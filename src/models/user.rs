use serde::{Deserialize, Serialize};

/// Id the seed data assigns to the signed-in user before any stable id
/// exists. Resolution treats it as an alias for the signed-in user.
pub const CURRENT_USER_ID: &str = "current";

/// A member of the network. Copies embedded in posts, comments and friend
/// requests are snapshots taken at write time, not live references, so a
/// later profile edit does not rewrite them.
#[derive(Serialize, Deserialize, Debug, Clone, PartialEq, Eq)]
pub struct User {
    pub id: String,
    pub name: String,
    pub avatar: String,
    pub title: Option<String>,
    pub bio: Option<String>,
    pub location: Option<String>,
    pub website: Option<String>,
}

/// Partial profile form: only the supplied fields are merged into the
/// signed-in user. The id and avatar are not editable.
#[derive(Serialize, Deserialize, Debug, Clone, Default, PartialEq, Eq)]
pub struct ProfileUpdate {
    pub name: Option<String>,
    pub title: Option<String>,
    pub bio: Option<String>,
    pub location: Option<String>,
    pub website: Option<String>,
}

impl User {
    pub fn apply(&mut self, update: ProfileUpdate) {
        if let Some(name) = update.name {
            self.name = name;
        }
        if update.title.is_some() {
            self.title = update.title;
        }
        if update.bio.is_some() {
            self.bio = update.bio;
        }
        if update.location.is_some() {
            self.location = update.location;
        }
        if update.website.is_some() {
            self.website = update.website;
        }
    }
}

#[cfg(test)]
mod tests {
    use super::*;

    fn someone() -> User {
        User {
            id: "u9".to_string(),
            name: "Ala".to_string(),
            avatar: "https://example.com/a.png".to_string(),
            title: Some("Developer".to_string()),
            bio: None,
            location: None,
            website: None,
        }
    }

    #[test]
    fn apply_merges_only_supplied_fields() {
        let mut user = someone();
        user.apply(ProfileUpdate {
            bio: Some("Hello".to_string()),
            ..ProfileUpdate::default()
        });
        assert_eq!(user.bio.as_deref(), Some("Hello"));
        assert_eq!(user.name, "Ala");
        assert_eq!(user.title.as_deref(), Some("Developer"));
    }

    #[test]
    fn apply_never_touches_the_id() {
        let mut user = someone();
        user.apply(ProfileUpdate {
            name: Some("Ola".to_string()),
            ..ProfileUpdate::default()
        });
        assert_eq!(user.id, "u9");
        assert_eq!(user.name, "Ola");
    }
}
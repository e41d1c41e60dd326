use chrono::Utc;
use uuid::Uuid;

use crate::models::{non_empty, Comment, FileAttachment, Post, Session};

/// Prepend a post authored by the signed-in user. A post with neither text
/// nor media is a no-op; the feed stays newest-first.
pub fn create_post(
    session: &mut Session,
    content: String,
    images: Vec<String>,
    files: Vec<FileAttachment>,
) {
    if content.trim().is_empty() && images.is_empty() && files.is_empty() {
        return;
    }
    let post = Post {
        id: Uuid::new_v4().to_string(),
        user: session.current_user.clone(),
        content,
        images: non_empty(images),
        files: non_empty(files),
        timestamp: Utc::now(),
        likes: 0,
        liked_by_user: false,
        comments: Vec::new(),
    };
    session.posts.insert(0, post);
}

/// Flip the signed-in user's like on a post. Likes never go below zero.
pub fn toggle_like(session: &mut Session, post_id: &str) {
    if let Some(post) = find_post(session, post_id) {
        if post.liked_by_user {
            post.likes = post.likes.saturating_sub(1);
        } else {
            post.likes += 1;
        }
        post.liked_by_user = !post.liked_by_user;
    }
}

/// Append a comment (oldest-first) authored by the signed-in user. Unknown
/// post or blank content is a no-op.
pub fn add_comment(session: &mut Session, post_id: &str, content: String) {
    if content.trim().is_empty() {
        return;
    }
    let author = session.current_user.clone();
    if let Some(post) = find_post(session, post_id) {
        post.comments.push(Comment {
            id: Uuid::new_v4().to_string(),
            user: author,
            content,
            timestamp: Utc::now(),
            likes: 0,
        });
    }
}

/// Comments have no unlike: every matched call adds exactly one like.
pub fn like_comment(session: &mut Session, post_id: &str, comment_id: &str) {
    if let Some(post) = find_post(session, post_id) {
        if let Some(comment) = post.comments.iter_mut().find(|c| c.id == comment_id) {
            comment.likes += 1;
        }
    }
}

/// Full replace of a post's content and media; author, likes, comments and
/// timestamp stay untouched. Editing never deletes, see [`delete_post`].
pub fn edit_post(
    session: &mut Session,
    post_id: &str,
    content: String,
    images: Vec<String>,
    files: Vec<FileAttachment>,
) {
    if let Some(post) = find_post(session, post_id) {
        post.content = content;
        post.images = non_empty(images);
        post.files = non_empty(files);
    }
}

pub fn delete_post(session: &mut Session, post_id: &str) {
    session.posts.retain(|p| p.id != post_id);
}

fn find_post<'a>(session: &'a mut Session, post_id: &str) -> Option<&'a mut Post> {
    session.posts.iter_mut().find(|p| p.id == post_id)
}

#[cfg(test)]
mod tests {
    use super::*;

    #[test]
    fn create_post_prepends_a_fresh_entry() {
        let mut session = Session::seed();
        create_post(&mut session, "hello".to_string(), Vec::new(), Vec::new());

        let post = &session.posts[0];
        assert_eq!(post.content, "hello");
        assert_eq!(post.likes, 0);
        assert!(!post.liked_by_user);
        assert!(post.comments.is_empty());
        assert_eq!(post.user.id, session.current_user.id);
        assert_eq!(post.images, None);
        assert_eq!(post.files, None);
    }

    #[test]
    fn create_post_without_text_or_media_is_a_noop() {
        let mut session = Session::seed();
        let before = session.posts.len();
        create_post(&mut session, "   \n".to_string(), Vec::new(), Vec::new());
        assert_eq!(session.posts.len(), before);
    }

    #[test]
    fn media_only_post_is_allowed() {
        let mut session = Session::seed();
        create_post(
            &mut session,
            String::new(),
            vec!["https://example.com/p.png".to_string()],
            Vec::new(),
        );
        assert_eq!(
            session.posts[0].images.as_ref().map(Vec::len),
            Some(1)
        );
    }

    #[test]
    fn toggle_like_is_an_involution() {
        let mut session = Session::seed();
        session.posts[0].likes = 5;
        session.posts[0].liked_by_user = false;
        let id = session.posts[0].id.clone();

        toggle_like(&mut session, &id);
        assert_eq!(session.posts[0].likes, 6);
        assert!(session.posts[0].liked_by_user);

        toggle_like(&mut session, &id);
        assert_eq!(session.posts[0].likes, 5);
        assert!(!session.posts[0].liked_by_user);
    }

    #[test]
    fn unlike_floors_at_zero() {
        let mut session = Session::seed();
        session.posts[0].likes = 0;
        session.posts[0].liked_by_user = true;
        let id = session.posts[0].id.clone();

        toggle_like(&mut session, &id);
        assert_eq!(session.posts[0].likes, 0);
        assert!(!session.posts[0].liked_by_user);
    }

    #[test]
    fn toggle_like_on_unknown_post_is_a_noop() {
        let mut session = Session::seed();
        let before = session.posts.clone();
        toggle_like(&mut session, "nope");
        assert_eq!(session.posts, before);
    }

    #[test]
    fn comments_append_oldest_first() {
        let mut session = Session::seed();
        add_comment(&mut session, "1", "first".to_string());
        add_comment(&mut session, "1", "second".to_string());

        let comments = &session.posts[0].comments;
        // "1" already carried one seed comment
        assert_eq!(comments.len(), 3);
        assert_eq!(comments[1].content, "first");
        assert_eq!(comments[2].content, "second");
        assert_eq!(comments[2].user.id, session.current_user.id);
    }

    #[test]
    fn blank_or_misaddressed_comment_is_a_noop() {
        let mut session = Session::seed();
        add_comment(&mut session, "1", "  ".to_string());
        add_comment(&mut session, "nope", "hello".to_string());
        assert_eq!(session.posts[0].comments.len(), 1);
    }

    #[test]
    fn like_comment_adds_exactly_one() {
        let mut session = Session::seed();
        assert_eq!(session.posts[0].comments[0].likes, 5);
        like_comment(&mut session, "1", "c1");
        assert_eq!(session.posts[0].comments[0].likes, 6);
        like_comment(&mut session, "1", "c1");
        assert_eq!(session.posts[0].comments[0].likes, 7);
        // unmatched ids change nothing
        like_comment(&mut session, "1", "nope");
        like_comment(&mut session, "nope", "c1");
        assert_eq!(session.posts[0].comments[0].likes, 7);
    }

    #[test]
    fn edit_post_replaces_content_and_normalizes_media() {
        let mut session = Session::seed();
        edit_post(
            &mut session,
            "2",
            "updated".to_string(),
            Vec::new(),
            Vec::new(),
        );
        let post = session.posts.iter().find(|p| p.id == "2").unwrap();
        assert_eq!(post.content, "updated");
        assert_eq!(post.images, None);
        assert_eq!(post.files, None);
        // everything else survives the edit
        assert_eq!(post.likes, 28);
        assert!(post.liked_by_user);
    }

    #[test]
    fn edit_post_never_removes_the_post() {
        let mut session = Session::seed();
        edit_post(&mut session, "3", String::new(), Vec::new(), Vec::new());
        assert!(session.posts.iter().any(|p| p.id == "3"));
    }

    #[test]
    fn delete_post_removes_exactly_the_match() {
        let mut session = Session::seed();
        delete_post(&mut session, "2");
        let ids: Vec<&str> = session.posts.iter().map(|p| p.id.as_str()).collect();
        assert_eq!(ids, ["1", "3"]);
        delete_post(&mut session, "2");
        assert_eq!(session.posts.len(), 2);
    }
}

_Your goal:_
Please show every line of the entries above that contains the word "avatar".

_Expected output:_
    pub avatar: String,
/// signed-in user. The id and avatar are not editable.
            avatar: "https://example.com/a.png".to_string(),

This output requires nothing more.